Wherever the string "does" appears in the entries below, return the line that holds it.

[Stored data entries]
##########

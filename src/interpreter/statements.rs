//! Statement execution implementation
//!
//! This module handles the execution of all statement types, including:
//!
//! - Variable declarations (`let`, `const`, `var`)
//! - Control flow (if/else, while, do-while, for, for-of)
//! - Returns, including return-value capture for traced activations
//! - Blocks and expression statements
//!
//! # Implementation
//!
//! All statement execution methods are implemented as `pub(crate)` methods
//! on the [`Interpreter`] struct. Each returns a [`ControlFlow`] so that
//! `break`, `continue` and `return` unwind through nested blocks without
//! interpreter-wide flags.

use crate::interpreter::engine::{ControlFlow, Interpreter};
use crate::interpreter::errors::RuntimeError;
use crate::memory::value::Value;
use crate::parser::ast::*;

/// What a loop does after one execution of its body
enum LoopStep {
    Next,
    Exit,
    Propagate(ControlFlow),
}

impl LoopStep {
    fn from_flow(flow: ControlFlow) -> Self {
        match flow {
            ControlFlow::Normal | ControlFlow::Continue(_) => LoopStep::Next,
            ControlFlow::Break(_) => LoopStep::Exit,
            ControlFlow::Return(value) => LoopStep::Propagate(ControlFlow::Return(value)),
        }
    }
}

impl Interpreter {
    /// Execute a single statement
    pub(crate) fn execute_statement(&mut self, stmt: &AstNode) -> Result<ControlFlow, RuntimeError> {
        let location = stmt.location();
        self.current_location = location;
        self.tick(location)?;

        match stmt {
            // Hoisted when the enclosing statement list was entered
            AstNode::FunctionDecl(_) => Ok(ControlFlow::Normal),

            AstNode::VarDecl {
                kind, declarations, ..
            } => {
                self.execute_var_decl(*kind, declarations)?;
                Ok(ControlFlow::Normal)
            }

            AstNode::Return { expr, .. } => self.execute_return(expr.as_deref()),

            AstNode::If {
                condition,
                then_branch,
                else_branch,
                ..
            } => {
                if self.evaluate_expr(condition)?.is_truthy() {
                    self.execute_block(then_branch)
                } else if let Some(else_branch) = else_branch {
                    self.execute_block(else_branch)
                } else {
                    Ok(ControlFlow::Normal)
                }
            }

            AstNode::While {
                condition, body, ..
            } => {
                loop {
                    self.tick(location)?;
                    if !self.evaluate_expr(condition)?.is_truthy() {
                        break;
                    }
                    match LoopStep::from_flow(self.execute_block(body)?) {
                        LoopStep::Next => {}
                        LoopStep::Exit => break,
                        LoopStep::Propagate(flow) => return Ok(flow),
                    }
                }
                Ok(ControlFlow::Normal)
            }

            AstNode::DoWhile {
                body, condition, ..
            } => {
                loop {
                    self.tick(location)?;
                    match LoopStep::from_flow(self.execute_block(body)?) {
                        LoopStep::Next => {}
                        LoopStep::Exit => break,
                        LoopStep::Propagate(flow) => return Ok(flow),
                    }
                    if !self.evaluate_expr(condition)?.is_truthy() {
                        break;
                    }
                }
                Ok(ControlFlow::Normal)
            }

            AstNode::For {
                init,
                condition,
                increment,
                body,
                ..
            } => {
                // The header gets its own scope so `let i` does not leak
                self.stack.current_frame_mut().push_scope();
                let result = self.execute_for(
                    init.as_deref(),
                    condition.as_deref(),
                    increment.as_deref(),
                    body,
                    location,
                );
                self.stack.current_frame_mut().pop_scope();
                result
            }

            AstNode::ForOf {
                kind,
                name,
                iterable,
                body,
                location,
            } => self.execute_for_of(*kind, name, iterable, body, *location),

            AstNode::Break { location } => Ok(ControlFlow::Break(*location)),
            AstNode::Continue { location } => Ok(ControlFlow::Continue(*location)),

            AstNode::Block { statements, .. } => self.execute_block(statements),

            AstNode::ExpressionStatement { expr, .. } => {
                self.evaluate_expr(expr)?;
                Ok(ControlFlow::Normal)
            }

            expr => {
                self.evaluate_expr(expr)?;
                Ok(ControlFlow::Normal)
            }
        }
    }

    pub(crate) fn execute_var_decl(
        &mut self,
        kind: DeclKind,
        declarations: &[Declarator],
    ) -> Result<(), RuntimeError> {
        for decl in declarations {
            let value = match &decl.init {
                Some(init) => Some(self.evaluate_expr(init)?),
                None => None,
            };

            let frame = self.stack.current_frame_mut();
            match kind {
                DeclKind::Var => {
                    // Redeclaring a var without an initializer keeps its value
                    if value.is_some() || frame.lookup(&decl.name).is_none() {
                        frame.declare_function_scoped(&decl.name, value.unwrap_or_default());
                    }
                }
                DeclKind::Let | DeclKind::Const => {
                    frame.declare(&decl.name, value.unwrap_or_default(), kind == DeclKind::Const);
                }
            }
        }
        Ok(())
    }

    /// Execute `return`; in a traced activation the value is captured into its node
    pub(crate) fn execute_return(
        &mut self,
        expr: Option<&AstNode>,
    ) -> Result<ControlFlow, RuntimeError> {
        let Some(expr) = expr else {
            return Ok(ControlFlow::Return(Value::Undefined));
        };

        let value = self.evaluate_expr(expr)?;

        if let Some(id) = self.stack.current_frame().trace_node {
            if !value.is_nullish() {
                self.trace.record_return(id, value.to_trace_value());
            }
        }

        Ok(ControlFlow::Return(value))
    }

    fn execute_for(
        &mut self,
        init: Option<&AstNode>,
        condition: Option<&AstNode>,
        increment: Option<&AstNode>,
        body: &[AstNode],
        location: SourceLocation,
    ) -> Result<ControlFlow, RuntimeError> {
        if let Some(init) = init {
            match init {
                AstNode::VarDecl {
                    kind, declarations, ..
                } => self.execute_var_decl(*kind, declarations)?,
                expr => {
                    self.evaluate_expr(expr)?;
                }
            }
        }

        loop {
            self.tick(location)?;

            if let Some(condition) = condition {
                if !self.evaluate_expr(condition)?.is_truthy() {
                    break;
                }
            }

            match LoopStep::from_flow(self.execute_block(body)?) {
                LoopStep::Next => {}
                LoopStep::Exit => break,
                LoopStep::Propagate(flow) => return Ok(flow),
            }

            if let Some(increment) = increment {
                self.evaluate_expr(increment)?;
            }
        }

        Ok(ControlFlow::Normal)
    }

    fn execute_for_of(
        &mut self,
        kind: DeclKind,
        name: &str,
        iterable: &AstNode,
        body: &[AstNode],
        location: SourceLocation,
    ) -> Result<ControlFlow, RuntimeError> {
        let value = self.evaluate_expr(iterable)?;
        let items = self.iterate_value(value, location)?;

        for item in items {
            self.tick(location)?;

            let frame = self.stack.current_frame_mut();
            frame.push_scope();
            match kind {
                DeclKind::Var => frame.declare_function_scoped(name, item),
                DeclKind::Let | DeclKind::Const => {
                    frame.declare(name, item, kind == DeclKind::Const)
                }
            }

            let flow = self.execute_statements(body);
            self.stack.current_frame_mut().pop_scope();

            match LoopStep::from_flow(flow?) {
                LoopStep::Next => {}
                LoopStep::Exit => break,
                LoopStep::Propagate(flow) => return Ok(flow),
            }
        }

        Ok(ControlFlow::Normal)
    }

    /// Elements visited by `for-of` and spread: array items or string characters
    pub(crate) fn iterate_value(
        &self,
        value: Value,
        location: SourceLocation,
    ) -> Result<Vec<Value>, RuntimeError> {
        match value {
            Value::Array(items) => Ok(items.borrow().clone()),
            Value::Str(s) => Ok(s
                .chars()
                .map(|c| Value::string(&c.to_string()))
                .collect()),
            other => Err(RuntimeError::type_error(
                format!("{} is not iterable", other.to_display_string()),
                location,
            )),
        }
    }
}

#[cfg(test)]
mod tests {
    use crate::interpreter::engine::{ExecutionLimits, Interpreter, TraceMode};
    use crate::parser::Parser;

    fn run(source: &str) -> f64 {
        let program = Parser::new(source).unwrap().parse_program().unwrap();
        let mut interp = Interpreter::new(program, ExecutionLimits::default(), TraceMode::Off);
        interp.load().unwrap();
        interp.call_entry("fn", vec![]).unwrap().to_number()
    }

    #[test]
    fn test_for_loop_with_break_and_continue() {
        let source = "function fn() {
            let total = 0;
            for (let i = 0; i < 10; i++) {
                if (i % 2 === 0) continue;
                if (i > 7) break;
                total += i;
            }
            return total;
        }";
        assert_eq!(run(source), 16.0);
    }

    #[test]
    fn test_while_and_do_while() {
        let source = "function fn() {
            let n = 0;
            while (n < 5) n++;
            do { n += 10; } while (n < 30);
            return n;
        }";
        assert_eq!(run(source), 35.0);
    }

    #[test]
    fn test_for_of_sum() {
        let source = "function fn() {
            let total = 0;
            for (const x of [1, 2, 3]) { total += x; }
            return total;
        }";
        assert_eq!(run(source), 6.0);
    }

    #[test]
    fn test_block_scoping() {
        let source = "function fn() {
            let x = 1;
            { let x = 2; }
            return x;
        }";
        assert_eq!(run(source), 1.0);
    }

    #[test]
    fn test_return_from_inside_loop() {
        let source = "function fn() {
            for (let i = 0; ; i++) { if (i === 4) return i; }
        }";
        assert_eq!(run(source), 4.0);
    }

    #[test]
    fn test_const_reassignment_fails() {
        let source = "function fn() { const x = 1; x = 2; return x; }";
        let program = Parser::new(source).unwrap().parse_program().unwrap();
        let mut interp = Interpreter::new(program, ExecutionLimits::default(), TraceMode::Off);
        interp.load().unwrap();
        assert!(interp.call_entry("fn", vec![]).is_err());
    }
}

##########

-- RESULT FOR THIS TASK --
/// What a loop does after one execution of its body
                // The header gets its own scope so `let i` does not leak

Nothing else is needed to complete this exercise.